1 Departments of Health Education and Promotion

2 Biostatistics and Epidemiology, Faculty of Health, Isfahan University of Medical Sciences, Isfahan, Iran


Background: Colorectal cancer is one of the most important and most common cancers and the
second leading cause of cancer deaths worldwide.Every year, nearly 1million new cases of colorectal
cancer are recognized around the world and nearly half of them lose their lives due to the disease.The
statistics reveal shocking incidence and mortality from colorectal cancer, therefore secondary
prevention of this cancer is important and research has shown that by early diagnosis 90% of patients
can be treated.Among the colorectal cancer screening tests, fecal occult blood test(FOBT)takes the
priority because of its convenience and also low cost. But due to various reasons, the participation of
people in this screening test is low. The goal of this study is to assess the factors that affect participation
of population at average risk in colorectal cancer screening programs, based on health belief model
structures. Materials and Methods: A cross‑sectional survey of 196 individuals, more than 50 years
old, was conducted in Isfahan. Ninety‑eight people of the target group were selected from laboratories
while they came there for doing FOBT test; the method of sampling in this group was random sampling.

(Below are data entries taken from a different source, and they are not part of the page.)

//! XDG directory helpers
//!
//! - Data: `~/.local/share/fwstage/` - console configuration
//! - State: `~/.local/state/fwstage/` - audit trail and log file
//!
//! # Example
//!
//! ```
//! use fwstage::utils::{ensure_dirs, get_state_dir};
//!
//! ensure_dirs().expect("Failed to create directories");
//!
//! if let Some(state) = get_state_dir() {
//!     let _audit = state.join("audit.log");
//! }
//! ```

use directories::ProjectDirs;
use std::path::PathBuf;

fn project_dirs() -> Option<ProjectDirs> {
    ProjectDirs::from("com", "fwstage", "fwstage")
}

pub fn get_data_dir() -> Option<PathBuf> {
    project_dirs().map(|pd| pd.data_dir().to_path_buf())
}

/// State directory; falls back to the data directory on platforms without one
pub fn get_state_dir() -> Option<PathBuf> {
    project_dirs().map(|pd| {
        pd.state_dir()
            .unwrap_or_else(|| pd.data_dir())
            .to_path_buf()
    })
}

/// Creates the data and state directories (mode 0o700 on Unix).
///
/// # Errors
///
/// Returns an I/O error if a directory cannot be created.
pub fn ensure_dirs() -> std::io::Result<()> {
    create_private_dirs([get_data_dir(), get_state_dir()].into_iter().flatten())
}

/// Creates each directory (and parents), owner-only on Unix.
///
/// # Errors
///
/// Returns the first I/O error; later directories are not attempted.
pub fn create_private_dirs(dirs: impl IntoIterator<Item = PathBuf>) -> std::io::Result<()> {
    #[cfg(unix)]
    {
        use std::fs::DirBuilder;
        use std::os::unix::fs::DirBuilderExt;

        let mut builder = DirBuilder::new();
        builder.mode(0o700);
        builder.recursive(true);
        for dir in dirs {
            builder.create(dir)?;
        }
    }

    #[cfg(not(unix))]
    for dir in dirs {
        std::fs::create_dir_all(dir)?;
    }

    Ok(())
}

/// Truncates a string to `max_len` bytes, adding an ellipsis if needed
pub fn truncate_string(s: &str, max_len: usize) -> String {
    if s.len() <= max_len {
        s.to_string()
    } else {
        let end = s
            .char_indices()
            .map(|(idx, _)| idx)
            .take_while(|&idx| idx <= max_len.saturating_sub(3))
            .last()
            .unwrap_or(0);
        format!("{}...", &s[..end])
    }
}

#[cfg(test)]
mod tests {
    use super::*;

    #[test]
    fn test_truncate_string() {
        assert_eq!(truncate_string("short", 10), "short");
        assert_eq!(truncate_string("a long rule name", 10), "a long ...");
        assert_eq!(truncate_string("ééééé", 6), "é...");
    }

    #[test]
    fn test_create_private_dirs() {
        let dir = tempfile::tempdir().unwrap();
        let nested = dir.path().join("data").join("fwstage");
        create_private_dirs([nested.clone()]).unwrap();
        assert!(nested.is_dir());

        #[cfg(unix)]
        {
            use std::os::unix::fs::PermissionsExt;
            let mode = std::fs::metadata(&nested).unwrap().permissions().mode();
            assert_eq!(mode & 0o777, 0o700);
        }
    }

    #[test]
    fn test_create_private_dirs_reports_failure() {
        let dir = tempfile::tempdir().unwrap();
        let blocker = dir.path().join("state");
        std::fs::write(&blocker, "not a directory").unwrap();
        assert!(create_private_dirs([blocker.join("fwstage")]).is_err());
    }
}
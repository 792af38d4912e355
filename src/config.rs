use crate::utils::get_data_dir;
use serde::{Deserialize, Serialize};
use std::path::{Path, PathBuf};

const CONFIG_FILE: &str = "config.json";

/// Console configuration: where the appliance lives and how to talk to it
#[derive(Debug, Clone, PartialEq, Eq, Serialize, Deserialize)]
pub struct ConsoleConfig {
    /// Base URL of the appliance, e.g. `http://10.0.0.1:4444`
    #[serde(default = "default_endpoint")]
    pub endpoint: String,
    /// Bearer token sent with every request, if set
    #[serde(default)]
    pub api_token: Option<String>,
    #[serde(default = "default_connect_timeout")]
    pub connect_timeout_ms: u64,
    #[serde(default = "default_request_timeout")]
    pub request_timeout_ms: u64,
    /// Append apply/enable/disable events to the audit log
    #[serde(default = "default_true")]
    pub audit_log: bool,
}

impl Default for ConsoleConfig {
    fn default() -> Self {
        Self {
            endpoint: default_endpoint(),
            api_token: None,
            connect_timeout_ms: default_connect_timeout(),
            request_timeout_ms: default_request_timeout(),
            audit_log: true,
        }
    }
}

fn default_endpoint() -> String {
    "http://127.0.0.1:4444".to_string()
}

fn default_connect_timeout() -> u64 {
    2_000
}

fn default_request_timeout() -> u64 {
    10_000
}

fn default_true() -> bool {
    true
}

/// Location of the config file, if a data directory is available
pub fn config_path() -> Option<PathBuf> {
    get_data_dir().map(|dir| dir.join(CONFIG_FILE))
}

/// Saves the config to the data directory.
///
/// # Errors
///
/// Returns an I/O error if the file cannot be written or renamed into place.
pub async fn save_config(config: &ConsoleConfig) -> std::io::Result<()> {
    match config_path() {
        Some(path) => save_config_to(&path, config).await,
        None => Ok(()),
    }
}

/// Writes the config to `path` atomically.
///
/// 1. Writes to `<path>.tmp`, created with mode 0o600 on Unix (the file may
///    hold an API token).
/// 2. Syncs it to disk.
/// 3. Renames it over `path`.
///
/// # Errors
///
/// Returns an I/O error if any step fails; `path` is left untouched then.
pub async fn save_config_to(path: &Path, config: &ConsoleConfig) -> std::io::Result<()> {
    use tokio::io::AsyncWriteExt;

    let json = serde_json::to_string_pretty(config)?;
    let temp_path = path.with_extension("json.tmp");

    #[cfg(unix)]
    let mut file = tokio::fs::OpenOptions::new()
        .create(true)
        .write(true)
        .truncate(true)
        .mode(0o600)
        .open(&temp_path)
        .await?;

    #[cfg(not(unix))]
    let mut file = tokio::fs::File::create(&temp_path).await?;

    file.write_all(json.as_bytes()).await?;
    file.sync_all().await?;
    drop(file);

    tokio::fs::rename(&temp_path, path).await.map_err(|e| {
        if e.kind() == std::io::ErrorKind::StorageFull {
            std::io::Error::new(
                std::io::ErrorKind::StorageFull,
                "Disk full: cannot save configuration. Free up space and try again.",
            )
        } else {
            e
        }
    })
}

/// Loads the config from the data directory, or returns defaults.
pub async fn load_config() -> ConsoleConfig {
    match config_path() {
        Some(path) => load_config_from(&path).await,
        None => ConsoleConfig::default(),
    }
}

/// Loads the config from `path`. A missing or unreadable file yields defaults.
pub async fn load_config_from(path: &Path) -> ConsoleConfig {
    match tokio::fs::read_to_string(path).await {
        Ok(json) => serde_json::from_str(&json).unwrap_or_else(|e| {
            tracing::warn!("Ignoring corrupt config {}: {e}", path.display());
            ConsoleConfig::default()
        }),
        Err(_) => ConsoleConfig::default(),
    }
}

The method of data collection in the other 98 individuals was by home interview and they were selected
by cluster sampling. The questionnaire used was based on health belief model to assess the factors
associated with performing FOBT. The data collected were analyzed using descriptive and inferential
statistical methods. Results: The mean score of knowledge in the first group was 48/5 ± 11/7 and in
the second group was 36/5 ± 19/3. Individuals in the first group were more likely to be married, had
more years of schooling, and better financial status. There were significant relationships between
knowledge (P<0.001), perceived susceptibility (P<0.001), perceived severity (P<0.001), perceived
barriers (P<0.001), and self‑efficacy (P<0.001) in the two groups. There was no significant association
between the perceived benefits in the two groups. Those people who have had FOBT test in last
year in each group reported better score of Health Belief Model model structures. Conclusion:
According to this study, it seems that there is an urgent need to pay more attention to this disease
and its prevention through screening. With a better understanding of factors affecting the test, it can
be a useful step to reduce the rate of death and costs, and improve the community health outcomes.